• AIM OF THE EXERCISE: Scan the lines below for the string "iter" and copy every one that has it.

• DATA TO PROCESS:
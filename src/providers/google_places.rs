use async_trait::async_trait;
use reqwest::StatusCode;
use serde_json::Value;
use tracing::{debug, error, info};

use super::{build_http_client, PlacesSearch};
use crate::config::GooglePlacesConfig;
use crate::constants::{PLACES_FIELD_MASK, PLACES_SEARCH_TEXT_PATH};
use crate::error::{AppError, AppResult};
use crate::models::{GeoPoint, OpeningHours, SearchRequest, Venue};

/// Text Search client for the Google Places API (v1).
#[derive(Clone)]
pub struct GooglePlacesClient {
    client: reqwest::Client,
    api_key: String,
    endpoint: String,
}

impl GooglePlacesClient {
    pub fn new(config: &GooglePlacesConfig) -> AppResult<Self> {
        Ok(Self {
            client: build_http_client(config.timeout_seconds)?,
            api_key: config.api_key.clone(),
            endpoint: format!(
                "{}{}",
                config.base_url.trim_end_matches('/'),
                PLACES_SEARCH_TEXT_PATH
            ),
        })
    }
}

#[async_trait]
impl PlacesSearch for GooglePlacesClient {
    async fn search_by_text(&self, request: &SearchRequest) -> AppResult<Vec<Venue>> {
        let body = request.to_places_request();

        info!("Searching Google Places: {}", body.text_query);
        debug!("Full Google Places request body: {:?}", body);

        let response = self
            .client
            .post(&self.endpoint)
            .header("X-Goog-Api-Key", &self.api_key)
            .header("X-Goog-FieldMask", PLACES_FIELD_MASK.as_str())
            .json(&body)
            .send()
            .await
            .map_err(transport_error)?;

        let status = response.status();
        let text = response.text().await.map_err(transport_error)?;

        if let Some(err) = status_error(status, &text) {
            error!("{}", err);
            return Err(err);
        }

        let data: Value = serde_json::from_str(&text).map_err(|e| {
            error!("Google Places API returned an unreadable body: {}", e);
            AppError::upstream(
                format!("Google Places API returned an invalid body: {}", e),
                Some(status.as_u16()),
            )
        })?;

        let venues: Vec<Venue> = data
            .get("places")
            .and_then(Value::as_array)
            .map(|places| places.iter().map(parse_place).collect())
            .unwrap_or_default();

        info!("Found {} venues", venues.len());
        Ok(venues)
    }
}

fn status_error(status: StatusCode, body: &str) -> Option<AppError> {
    match status.as_u16() {
        429 => Some(AppError::RateLimit(
            "Google Places API rate limit exceeded".to_string(),
        )),
        code @ (401 | 403) => Some(AppError::Authentication(format!(
            "Google Places API authentication failed ({})",
            code
        ))),
        code if code >= 400 => {
            let message = serde_json::from_str::<Value>(body)
                .ok()
                .and_then(|v| {
                    v.pointer("/error/message")
                        .and_then(Value::as_str)
                        .map(str::to_string)
                })
                .unwrap_or_else(|| "Unknown error".to_string());
            Some(AppError::upstream(
                format!("Google Places API error: {}", message),
                Some(code),
            ))
        }
        _ => None,
    }
}

fn transport_error(err: reqwest::Error) -> AppError {
    if err.is_timeout() {
        error!("Google Places API timeout: {}", err);
        AppError::upstream("Request timeout", None)
    } else {
        error!("HTTP error calling Google Places API: {}", err);
        AppError::upstream(format!("HTTP error: {}", err), None)
    }
}

fn string_field(place: &Value, key: &str) -> Option<String> {
    place.get(key).and_then(Value::as_str).map(str::to_string)
}

/// Normalizes one raw `places[]` item. Missing or mistyped fields fall back
/// to defaults; this never fails.
pub fn parse_place(place: &Value) -> Venue {
    let location = GeoPoint::new(
        place
            .pointer("/location/latitude")
            .and_then(Value::as_f64)
            .unwrap_or(0.0),
        place
            .pointer("/location/longitude")
            .and_then(Value::as_f64)
            .unwrap_or(0.0),
    );

    let hours = place
        .get("currentOpeningHours")
        .filter(|block| block.as_object().is_some_and(|o| !o.is_empty()));

    let currently_open = hours.and_then(|h| h.get("openNow")).and_then(Value::as_bool);

    let opening_hours = hours.map(|h| OpeningHours {
        currently_open,
        weekday_text: string_list(h.get("weekdayDescriptions")),
    });

    Venue {
        place_id: string_field(place, "id").unwrap_or_default(),
        internal_name: string_field(place, "name").unwrap_or_default(),
        display_name: place
            .pointer("/displayName/text")
            .and_then(Value::as_str)
            .unwrap_or("Unknown")
            .to_string(),
        formatted_address: string_field(place, "formattedAddress").unwrap_or_default(),
        location,
        rating: place.get("rating").and_then(Value::as_f64),
        rating_count: place.get("userRatingCount").and_then(Value::as_u64),
        price_level: string_field(place, "priceLevel"),
        category_tags: string_list(place.get("types")),
        business_status: string_field(place, "businessStatus"),
        phone: string_field(place, "nationalPhoneNumber"),
        website: string_field(place, "websiteUri"),
        currently_open,
        opening_hours,
        maps_uri: string_field(place, "googleMapsUri"),
    }
}

fn string_list(value: Option<&Value>) -> Vec<String> {
    value
        .and_then(Value::as_array)
        .map(|items| {
            items
                .iter()
                .filter_map(Value::as_str)
                .map(str::to_string)
                .collect()
        })
        .unwrap_or_default()
}
//! Outbound clients for the two upstream services.
//!
//! Handlers and orchestration only see the [`PlacesSearch`] and
//! [`WishlistGenerator`] capabilities, so tests can swap in fakes.

mod google_places;
mod groq;

pub use google_places::{parse_place, GooglePlacesClient};
pub use groq::{parse_wishlist_content, GroqClient, WISHLIST_SYSTEM_PROMPT};

use async_trait::async_trait;

use crate::error::{AppError, AppResult};
use crate::models::{SearchRequest, Venue};

#[async_trait]
pub trait PlacesSearch: Send + Sync {
    async fn search_by_text(&self, request: &SearchRequest) -> AppResult<Vec<Venue>>;
}

#[async_trait]
pub trait WishlistGenerator: Send + Sync {
    /// Items needed for `event_name`, in model order, at most `max_items`.
    async fn generate_wishlist(&self, event_name: &str, max_items: usize)
        -> AppResult<Vec<String>>;
}

fn build_http_client(timeout_seconds: u64) -> AppResult<reqwest::Client> {
    reqwest::Client::builder()
        .timeout(std::time::Duration::from_secs(timeout_seconds))
        .build()
        .map_err(|e| AppError::Internal(format!("Failed to build HTTP client: {}", e)))
}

• FINISHED EXERCISE:
            .map(|places| places.iter().map(parse_place).collect())
                .iter()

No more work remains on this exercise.